(Instructions for the task):
The response must be a precise copy of the records that follow.

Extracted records
- Opening Delimiter -
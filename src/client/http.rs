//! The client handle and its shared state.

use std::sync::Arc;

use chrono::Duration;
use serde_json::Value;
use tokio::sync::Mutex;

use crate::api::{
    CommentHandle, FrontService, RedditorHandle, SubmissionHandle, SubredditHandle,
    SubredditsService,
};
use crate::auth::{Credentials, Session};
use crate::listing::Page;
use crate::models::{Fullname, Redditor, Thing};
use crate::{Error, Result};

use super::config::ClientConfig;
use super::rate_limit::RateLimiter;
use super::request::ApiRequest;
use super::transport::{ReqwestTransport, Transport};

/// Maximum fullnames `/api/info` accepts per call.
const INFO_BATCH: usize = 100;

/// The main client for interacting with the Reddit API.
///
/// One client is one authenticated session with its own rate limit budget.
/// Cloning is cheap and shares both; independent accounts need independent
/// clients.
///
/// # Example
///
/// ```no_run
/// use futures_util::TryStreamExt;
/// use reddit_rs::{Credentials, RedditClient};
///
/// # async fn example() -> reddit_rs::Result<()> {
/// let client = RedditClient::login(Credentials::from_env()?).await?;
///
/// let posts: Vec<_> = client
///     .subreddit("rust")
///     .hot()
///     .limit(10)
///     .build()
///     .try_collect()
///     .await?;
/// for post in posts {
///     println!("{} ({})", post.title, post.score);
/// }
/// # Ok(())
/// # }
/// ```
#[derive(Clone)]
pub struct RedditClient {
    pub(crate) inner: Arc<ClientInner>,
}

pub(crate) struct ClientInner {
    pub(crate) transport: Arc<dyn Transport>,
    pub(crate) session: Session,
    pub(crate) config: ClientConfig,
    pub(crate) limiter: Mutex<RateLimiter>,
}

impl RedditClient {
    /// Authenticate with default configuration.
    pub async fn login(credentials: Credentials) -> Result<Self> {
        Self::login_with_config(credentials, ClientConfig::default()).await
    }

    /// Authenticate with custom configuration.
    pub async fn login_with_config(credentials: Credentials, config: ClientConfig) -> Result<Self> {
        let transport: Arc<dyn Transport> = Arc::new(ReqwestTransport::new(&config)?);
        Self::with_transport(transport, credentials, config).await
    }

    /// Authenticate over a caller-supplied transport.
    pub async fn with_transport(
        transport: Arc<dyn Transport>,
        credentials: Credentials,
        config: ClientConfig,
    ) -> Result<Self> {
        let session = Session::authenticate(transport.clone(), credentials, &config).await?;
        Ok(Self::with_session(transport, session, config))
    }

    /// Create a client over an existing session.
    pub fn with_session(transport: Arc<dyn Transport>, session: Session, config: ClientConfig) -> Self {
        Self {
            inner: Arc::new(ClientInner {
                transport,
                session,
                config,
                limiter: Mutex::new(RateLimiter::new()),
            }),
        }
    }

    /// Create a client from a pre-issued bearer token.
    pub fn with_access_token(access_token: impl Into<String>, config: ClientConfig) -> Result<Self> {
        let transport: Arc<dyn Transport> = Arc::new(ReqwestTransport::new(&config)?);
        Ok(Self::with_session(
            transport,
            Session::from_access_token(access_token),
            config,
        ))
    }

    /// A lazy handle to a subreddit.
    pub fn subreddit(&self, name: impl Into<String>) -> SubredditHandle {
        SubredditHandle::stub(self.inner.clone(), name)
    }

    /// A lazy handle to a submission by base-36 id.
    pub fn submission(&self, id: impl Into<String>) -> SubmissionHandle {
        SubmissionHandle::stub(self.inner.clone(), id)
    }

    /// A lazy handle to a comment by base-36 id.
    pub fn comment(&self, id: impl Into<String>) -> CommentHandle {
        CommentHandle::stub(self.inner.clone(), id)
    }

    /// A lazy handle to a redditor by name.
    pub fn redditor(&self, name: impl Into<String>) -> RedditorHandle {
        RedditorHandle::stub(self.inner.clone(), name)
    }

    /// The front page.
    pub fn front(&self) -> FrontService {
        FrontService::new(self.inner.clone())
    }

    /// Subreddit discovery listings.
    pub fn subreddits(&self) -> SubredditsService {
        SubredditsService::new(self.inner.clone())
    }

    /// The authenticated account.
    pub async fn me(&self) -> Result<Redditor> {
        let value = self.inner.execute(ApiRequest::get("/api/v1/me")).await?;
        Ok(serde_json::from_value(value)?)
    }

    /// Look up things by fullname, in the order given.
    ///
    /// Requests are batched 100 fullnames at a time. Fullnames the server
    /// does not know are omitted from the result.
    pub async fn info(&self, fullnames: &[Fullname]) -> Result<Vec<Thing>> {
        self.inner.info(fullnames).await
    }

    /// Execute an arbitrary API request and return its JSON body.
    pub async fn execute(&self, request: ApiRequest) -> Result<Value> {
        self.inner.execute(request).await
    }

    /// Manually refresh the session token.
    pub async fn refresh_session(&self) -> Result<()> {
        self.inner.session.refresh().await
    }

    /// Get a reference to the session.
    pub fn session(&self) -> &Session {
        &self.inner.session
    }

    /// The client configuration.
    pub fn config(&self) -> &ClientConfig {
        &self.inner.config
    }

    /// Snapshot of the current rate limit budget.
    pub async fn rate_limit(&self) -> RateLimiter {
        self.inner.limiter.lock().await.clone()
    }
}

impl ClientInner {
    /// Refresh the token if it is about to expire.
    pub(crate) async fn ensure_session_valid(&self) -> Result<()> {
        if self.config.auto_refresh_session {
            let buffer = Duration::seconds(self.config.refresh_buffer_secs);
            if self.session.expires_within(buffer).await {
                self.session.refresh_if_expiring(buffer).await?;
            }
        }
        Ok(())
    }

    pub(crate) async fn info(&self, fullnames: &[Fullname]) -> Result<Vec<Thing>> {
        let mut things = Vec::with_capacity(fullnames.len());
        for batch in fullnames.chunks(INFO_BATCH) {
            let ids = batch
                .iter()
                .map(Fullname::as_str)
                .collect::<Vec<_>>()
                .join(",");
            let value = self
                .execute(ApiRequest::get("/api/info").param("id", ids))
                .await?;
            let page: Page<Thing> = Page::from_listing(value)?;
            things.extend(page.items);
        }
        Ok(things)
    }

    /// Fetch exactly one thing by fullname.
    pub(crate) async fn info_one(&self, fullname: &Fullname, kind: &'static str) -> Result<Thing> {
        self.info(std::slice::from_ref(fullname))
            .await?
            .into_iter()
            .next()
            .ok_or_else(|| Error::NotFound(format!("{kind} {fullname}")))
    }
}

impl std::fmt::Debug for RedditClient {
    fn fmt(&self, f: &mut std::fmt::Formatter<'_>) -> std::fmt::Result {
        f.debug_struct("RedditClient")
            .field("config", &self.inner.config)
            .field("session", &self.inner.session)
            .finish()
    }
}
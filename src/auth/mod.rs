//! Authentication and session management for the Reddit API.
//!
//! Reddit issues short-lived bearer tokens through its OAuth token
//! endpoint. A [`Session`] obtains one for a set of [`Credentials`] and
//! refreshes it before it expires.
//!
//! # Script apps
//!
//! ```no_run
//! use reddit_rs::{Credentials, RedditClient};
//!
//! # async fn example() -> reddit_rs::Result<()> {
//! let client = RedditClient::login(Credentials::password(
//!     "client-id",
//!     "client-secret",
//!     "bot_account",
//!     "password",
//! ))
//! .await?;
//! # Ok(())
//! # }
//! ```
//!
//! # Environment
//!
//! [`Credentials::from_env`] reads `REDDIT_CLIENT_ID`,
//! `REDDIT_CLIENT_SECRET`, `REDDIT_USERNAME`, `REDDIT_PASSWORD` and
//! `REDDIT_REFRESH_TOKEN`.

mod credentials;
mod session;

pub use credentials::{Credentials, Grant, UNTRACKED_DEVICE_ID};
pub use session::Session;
- Closing Delimiter -
(Answer space):
filename src/client/http.rs
//! The client handle and its shared state.

use std::sync::Arc;

use chrono::Duration;
use serde_json::Value;
use tokio::sync::Mutex;

use crate::api::{
    CommentHandle, FrontService, RedditorHandle, SubmissionHandle, SubredditHandle,
    SubredditsService,
};
use crate::auth::{Credentials, Session};
use crate::listing::Page;
use crate::models::{Fullname, Redditor, Thing};
use crate::{Error, Result};

use super::config::ClientConfig;
use super::rate_limit::RateLimiter;
use super::request::ApiRequest;
use super::transport::{ReqwestTransport, Transport};

/// Maximum fullnames `/api/info` accepts per call.
const INFO_BATCH: usize = 100;

/// The main client for interacting with the Reddit API.
///
/// One client is one authenticated session with its own rate limit budget.
/// Cloning is cheap and shares both; independent accounts need independent
/// clients.
///
/// # Example
///
/// ```no_run
/// use futures_util::TryStreamExt;
/// use reddit_rs::{Credentials, RedditClient};
///
/// # async fn example() -> reddit_rs::Result<()> {
/// let client = RedditClient::login(Credentials::from_env()?).await?;
///
/// let posts: Vec<_> = client
///     .subreddit("rust")
///     .hot()
///     .limit(10)
///     .build()
///     .try_collect()
///     .await?;
/// for post in posts {
///     println!("{} ({})", post.title, post.score);
/// }
/// # Ok(())
/// # }
/// ```
#[derive(Clone)]
pub struct RedditClient {
    pub(crate) inner: Arc<ClientInner>,
}

pub(crate) struct ClientInner {
    pub(crate) transport: Arc<dyn Transport>,
    pub(crate) session: Session,
    pub(crate) config: ClientConfig,
    pub(crate) limiter: Mutex<RateLimiter>,
}

impl RedditClient {
    /// Authenticate with default configuration.
    pub async fn login(credentials: Credentials) -> Result<Self> {
        Self::login_with_config(credentials, ClientConfig::default()).await
    }

    /// Authenticate with custom configuration.
    pub async fn login_with_config(credentials: Credentials, config: ClientConfig) -> Result<Self> {
        let transport: Arc<dyn Transport> = Arc::new(ReqwestTransport::new(&config)?);
        Self::with_transport(transport, credentials, config).await
    }

    /// Authenticate over a caller-supplied transport.
    pub async fn with_transport(
        transport: Arc<dyn Transport>,
        credentials: Credentials,
        config: ClientConfig,
    ) -> Result<Self> {
        let session = Session::authenticate(transport.clone(), credentials, &config).await?;
        Ok(Self::with_session(transport, session, config))
    }

    /// Create a client over an existing session.
    pub fn with_session(transport: Arc<dyn Transport>, session: Session, config: ClientConfig) -> Self {
        Self {
            inner: Arc::new(ClientInner {
                transport,
                session,
                config,
                limiter: Mutex::new(RateLimiter::new()),
            }),
        }
    }

    /// Create a client from a pre-issued bearer token.
    pub fn with_access_token(access_token: impl Into<String>, config: ClientConfig) -> Result<Self> {
        let transport: Arc<dyn Transport> = Arc::new(ReqwestTransport::new(&config)?);
        Ok(Self::with_session(
            transport,
            Session::from_access_token(access_token),
            config,
        ))
    }

    /// A lazy handle to a subreddit.
    pub fn subreddit(&self, name: impl Into<String>) -> SubredditHandle {
        SubredditHandle::stub(self.inner.clone(), name)
    }

    /// A lazy handle to a submission by base-36 id.
    pub fn submission(&self, id: impl Into<String>) -> SubmissionHandle {
        SubmissionHandle::stub(self.inner.clone(), id)
    }

    /// A lazy handle to a comment by base-36 id.
    pub fn comment(&self, id: impl Into<String>) -> CommentHandle {
        CommentHandle::stub(self.inner.clone(), id)
    }

    /// A lazy handle to a redditor by name.
    pub fn redditor(&self, name: impl Into<String>) -> RedditorHandle {
        RedditorHandle::stub(self.inner.clone(), name)
    }

    /// The front page.
    pub fn front(&self) -> FrontService {
        FrontService::new(self.inner.clone())
    }

    /// Subreddit discovery listings.
    pub fn subreddits(&self) -> SubredditsService {
        SubredditsService::new(self.inner.clone())
    }

    /// The authenticated account.
    pub async fn me(&self) -> Result<Redditor> {
        let value = self.inner.execute(ApiRequest::get("/api/v1/me")).await?;
        Ok(serde_json::from_value(value)?)
    }

    /// Look up things by fullname, in the order given.
    ///
    /// Requests are batched 100 fullnames at a time. Fullnames the server
    /// does not know are omitted from the result.
    pub async fn info(&self, fullnames: &[Fullname]) -> Result<Vec<Thing>> {
        self.inner.info(fullnames).await
    }

    /// Execute an arbitrary API request and return its JSON body.
    pub async fn execute(&self, request: ApiRequest) -> Result<Value> {
        self.inner.execute(request).await
    }

    /// Manually refresh the session token.
    pub async fn refresh_session(&self) -> Result<()> {
        self.inner.session.refresh().await
    }

    /// Get a reference to the session.
    pub fn session(&self) -> &Session {
        &self.inner.session
    }

    /// The client configuration.
    pub fn config(&self) -> &ClientConfig {
        &self.inner.config
    }

    /// Snapshot of the current rate limit budget.
    pub async fn rate_limit(&self) -> RateLimiter {
        self.inner.limiter.lock().await.clone()
    }
}

impl ClientInner {
    /// Refresh the token if it is about to expire.
    pub(crate) async fn ensure_session_valid(&self) -> Result<()> {
        if self.config.auto_refresh_session {
            let buffer = Duration::seconds(self.config.refresh_buffer_secs);
            if self.session.expires_within(buffer).await {
                self.session.refresh_if_expiring(buffer).await?;
            }
        }
        Ok(())
    }

    pub(crate) async fn info(&self, fullnames: &[Fullname]) -> Result<Vec<Thing>> {
        let mut things = Vec::with_capacity(fullnames.len());
        for batch in fullnames.chunks(INFO_BATCH) {
            let ids = batch
                .iter()
                .map(Fullname::as_str)
                .collect::<Vec<_>>()
                .join(",");
            let value = self
                .execute(ApiRequest::get("/api/info").param("id", ids))
                .await?;
            let page: Page<Thing> = Page::from_listing(value)?;
            things.extend(page.items);
        }
        Ok(things)
    }

    /// Fetch exactly one thing by fullname.
    pub(crate) async fn info_one(&self, fullname: &Fullname, kind: &'static str) -> Result<Thing> {
        self.info(std::slice::from_ref(fullname))
            .await?
            .into_iter()
            .next()
            .ok_or_else(|| Error::NotFound(format!("{kind} {fullname}")))
    }
}

impl std::fmt::Debug for RedditClient {
    fn fmt(&self, f: &mut std::fmt::Formatter<'_>) -> std::fmt::Result {
        f.debug_struct("RedditClient")
            .field("config", &self.inner.config)
            .field("session", &self.inner.session)
            .finish()
    }
}
filename src/auth/mod.rs
//! Authentication and session management for the Reddit API.
//!
//! Reddit issues short-lived bearer tokens through its OAuth token
//! endpoint. A [`Session`] obtains one for a set of [`Credentials`] and
//! refreshes it before it expires.
//!
//! # Script apps
//!
//! ```no_run
//! use reddit_rs::{Credentials, RedditClient};
//!
//! # async fn example() -> reddit_rs::Result<()> {
//! let client = RedditClient::login(Credentials::password(
//!     "client-id",
//!     "client-secret",
//!     "bot_account",
//!     "password",
//! ))
//! .await?;
//! # Ok(())
//! # }
//! ```
//!
//! # Environment
//!
//! [`Credentials::from_env`] reads `REDDIT_CLIENT_ID`,
//! `REDDIT_CLIENT_SECRET`, `REDDIT_USERNAME`, `REDDIT_PASSWORD` and
//! `REDDIT_REFRESH_TOKEN`.

mod credentials;
mod session;

pub use credentials::{Credentials, Grant, UNTRACKED_DEVICE_ID};
pub use session::Session;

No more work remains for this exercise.